In premenopausal patients, adult granulosa cell tumor usually causes irregular bleeding or amenorrhea and more rarely infertility. The most common clinical presentation in post-menopausal patients is abnormal bleeding with unilateral ovarian mass. Ascites is rarely present in the early stage (10% of patients) . In 8% to 15% of cases, the tumor is ruptured and manifests as an acute abdominal pain with hemoperitoneum . In our study, the patient has abdominal pain with ascites and abdominal distension. The diagnosis of granulosa cell tumors is made on histologic findings and based essentially on morphologic data . Juvenile type has different histological characteristics compared to the adult form . On gross examination, the size of the adult type tumor varies according to the literature. In Ho Lee et al.  noted an average diameter of 9.7 cm with extremes of 3 and 24 cm. The tumor can have different aspects.

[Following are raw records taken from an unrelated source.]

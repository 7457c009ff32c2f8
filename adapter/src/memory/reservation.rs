use async_trait::async_trait;
use chrono::Utc;
use derive_new::new;
use kernel::model::id::ReservationId;
use kernel::model::reservation::event::CreateReservation;
use kernel::model::reservation::Reservation;
use kernel::repository::reservation::ReservationRepository;
use shared::error::{AppError, AppResult};

use super::InMemoryStore;

#[derive(new)]
pub struct InMemoryReservationRepository {
    store: InMemoryStore,
}

#[async_trait]
impl ReservationRepository for InMemoryReservationRepository {
    async fn create(&self, event: CreateReservation) -> AppResult<Reservation> {
        let mut state = self.store.lock().await;

        if !state.rooms.contains_key(&event.room_id) {
            return Err(AppError::EntityNotFound("Room not found".into()));
        }

        let reservation = Reservation {
            id: ReservationId::new(),
            room_id: event.room_id,
            first_name: event.first_name,
            last_name: event.last_name,
            guest_id_card_number: event.guest_id_card_number,
            guest_phone: event.guest_phone,
            job_title: event.job_title,
            department: event.department,
            guests: event.guests,
            check_in_date: event.check_in_date,
            check_out_date: event.check_out_date,
            notes: event.notes,
            created_at: Utc::now(),
        };
        state
            .reservations
            .insert(reservation.id, reservation.clone());
        state.sync_room_status(event.room_id)?;

        tracing::info!(
            reservation_id = %reservation.id,
            room_id = %reservation.room_id,
            "Created reservation"
        );
        Ok(reservation)
    }

    async fn find_all(&self) -> AppResult<Vec<Reservation>> {
        let state = self.store.lock().await;
        let mut reservations: Vec<Reservation> = state.reservations.values().cloned().collect();
        reservations.sort_by(|a, b| b.created_at.cmp(&a.created_at));
        Ok(reservations)
    }

    async fn find_by_id(&self, reservation_id: ReservationId) -> AppResult<Option<Reservation>> {
        let state = self.store.lock().await;
        Ok(state.reservations.get(&reservation_id).cloned())
    }

    async fn delete(&self, reservation_id: ReservationId) -> AppResult<()> {
        let mut state = self.store.lock().await;

        let reservation = state
            .reservations
            .remove(&reservation_id)
            .ok_or_else(|| AppError::EntityNotFound("Reservation not found".into()))?;
        state.sync_room_status(reservation.room_id)?;

        tracing::info!(%reservation_id, "Deleted reservation");
        Ok(())
    }
}
use chrono::{DateTime, Utc};
use derive_new::new;
use garde::Validate;
use kernel::model::id::{MaintenanceRequestId, RoomId};
use kernel::model::maintenance::event::{CreateMaintenanceRequest, UpdateMaintenanceRequest};
use kernel::model::maintenance::{MaintenanceRequest, MaintenanceStatus};
use serde::{Deserialize, Serialize};

#[derive(Debug, Deserialize, Validate)]
#[serde(rename_all = "camelCase")]
pub struct RegisterMaintenanceRequest {
    #[garde(skip)]
    pub room_id: RoomId,
    #[garde(length(min = 1))]
    pub problem_type: String,
    #[garde(length(min = 1))]
    pub description: String,
    #[garde(skip)]
    pub due_date: Option<DateTime<Utc>>,
}

impl From<RegisterMaintenanceRequest> for CreateMaintenanceRequest {
    fn from(value: RegisterMaintenanceRequest) -> Self {
        let RegisterMaintenanceRequest {
            room_id,
            problem_type,
            description,
            due_date,
        } = value;
        CreateMaintenanceRequest {
            room_id,
            problem_type,
            description,
            due_date,
        }
    }
}

#[derive(Debug, Deserialize, Validate)]
#[serde(rename_all = "camelCase")]
pub struct ModifyMaintenanceRequest {
    #[garde(skip)]
    pub problem_type: Option<String>,
    #[garde(skip)]
    pub description: Option<String>,
    #[garde(skip)]
    pub status: Option<MaintenanceStatus>,
    #[garde(skip)]
    pub due_date: Option<DateTime<Utc>>,
}

#[derive(new)]
pub struct ModifyMaintenanceRequestWithId(MaintenanceRequestId, ModifyMaintenanceRequest);

impl From<ModifyMaintenanceRequestWithId> for UpdateMaintenanceRequest {
    fn from(value: ModifyMaintenanceRequestWithId) -> Self {
        let ModifyMaintenanceRequestWithId(
            request_id,
            ModifyMaintenanceRequest {
                problem_type,
                description,
                status,
                due_date,
            },
        ) = value;
        UpdateMaintenanceRequest {
            request_id,
            problem_type,
            description,
            status,
            due_date,
        }
    }
}

#[derive(Debug, Serialize)]
#[serde(rename_all = "camelCase")]
pub struct MaintenanceRequestResponse {
    pub id: MaintenanceRequestId,
    pub room_id: RoomId,
    pub problem_type: String,
    pub description: String,
    pub status: MaintenanceStatus,
    pub due_date: Option<DateTime<Utc>>,
    pub reported_at: DateTime<Utc>,
}

impl From<MaintenanceRequest> for MaintenanceRequestResponse {
    fn from(value: MaintenanceRequest) -> Self {
        let MaintenanceRequest {
            id,
            room_id,
            problem_type,
            description,
            status,
            due_date,
            reported_at,
        } = value;
        Self {
            id,
            room_id,
            problem_type,
            description,
            status,
            due_date,
            reported_at,
        }
    }
}

#[derive(Debug, Serialize)]
#[serde(rename_all = "camelCase")]
pub struct MaintenanceRequestsResponse {
    pub items: Vec<MaintenanceRequestResponse>,
}

impl From<Vec<MaintenanceRequest>> for MaintenanceRequestsResponse {
    fn from(value: Vec<MaintenanceRequest>) -> Self {
        Self {
            items: value
                .into_iter()
                .map(MaintenanceRequestResponse::from)
                .collect(),
        }
    }
}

According to the study by Inada Y et al. , it is cystic in 30.3%, solid in 27.8 or solid and cystic in 41.7%. The tumor can be ruptured but usually the outer surface is intact and smooth . These are solid tumors that are soft or firm, depending on the relative amount of neoplastic cells and the fibrothecomatous stroma they contain. They are yellow or gray, depending on the amount of intracellular lipids in the lesion. On gross section, the classic appearance is a solid, cystic tumor. The cysts are multilocular or unilocular, with a smooth internal surface and are generally filled with serous fluid  or with fluid or coagulated blood, or with ill-defined areas of hemorrhage, separated by solid tissue . Our case was cystic, multilocular with a smooth internal surface and clear liquid content.
On microscopic examination, the architecture varies, microfollicular, trabecular, tubular solid or diffuses. The tumor is often made of a mixture of these architectures and consists of small cells with a high nucleo-cytoplasmic ratio, “coffee bean” nuclei sometimes with a discrete nucleolus . The morphological aspects can pose differential diagnoses. Sometimes granulosa cell tumors of diffuse architecture can be confused with undifferentiated carcinoma as extemporaneous. The appearance of the nucleus can be very useful in making a positive diagnosis. Adult granulosa cell tumors may be difficult to distinguish from undifferentiated carcinomas, adenocarcinomas and carcinoid tumors. Each of these tumors has a very different prognosis. A characteristic aspect is the appearance of the nuclei. The oval or angular nuclei, uniform and pale, grooved (coffee bean appearance) are typical of granulosa tumors. The nuclei of undifferentiated carcinomas are often hyperchromatic, not grooved, and of uneven size and shape. Nuclear atypia and multiple mitotic figures are also less frequent in granulosa tumors but more frequently observed in undifferentiated carcinomas. The presence of Call-Exner bodies is also important criteria of diagnosis . In our study, the presence of proliferation of small round cells with “coffee bean” nuclei associated with Call-Exner bodies had made to orient the diagnosis in favor of adult granulosa cell tumor.
Estrogen production can also lead to endometrial abnormalities, according to the literature, the incidence of endometrial carcinoma varies from 3% to 22%, and endometrial hyperplasia varies from 32% to 85% . Kitamura S et al.  found, in their series, 8 cases (out of 16) of endometrial hyperplasia and one case of endometrial carcinoma associated with granulosa cell tumors adult type. In our study, the patient underwent right adnexectomy only and the endometrium could not be assessed.
Adult type of granulosa cell tumors is rare before 30 years of age. Our study is characterized by the early onset of this tumor. The age of onset of granulosa cell tumors can point towards the suspicion of the adult form or juvenile form but the morphological characteristics of each tumor entity guide the diagnosis. An endometrial assessment should be performed once the diagnosis of granulosa cell tumors is confirmed.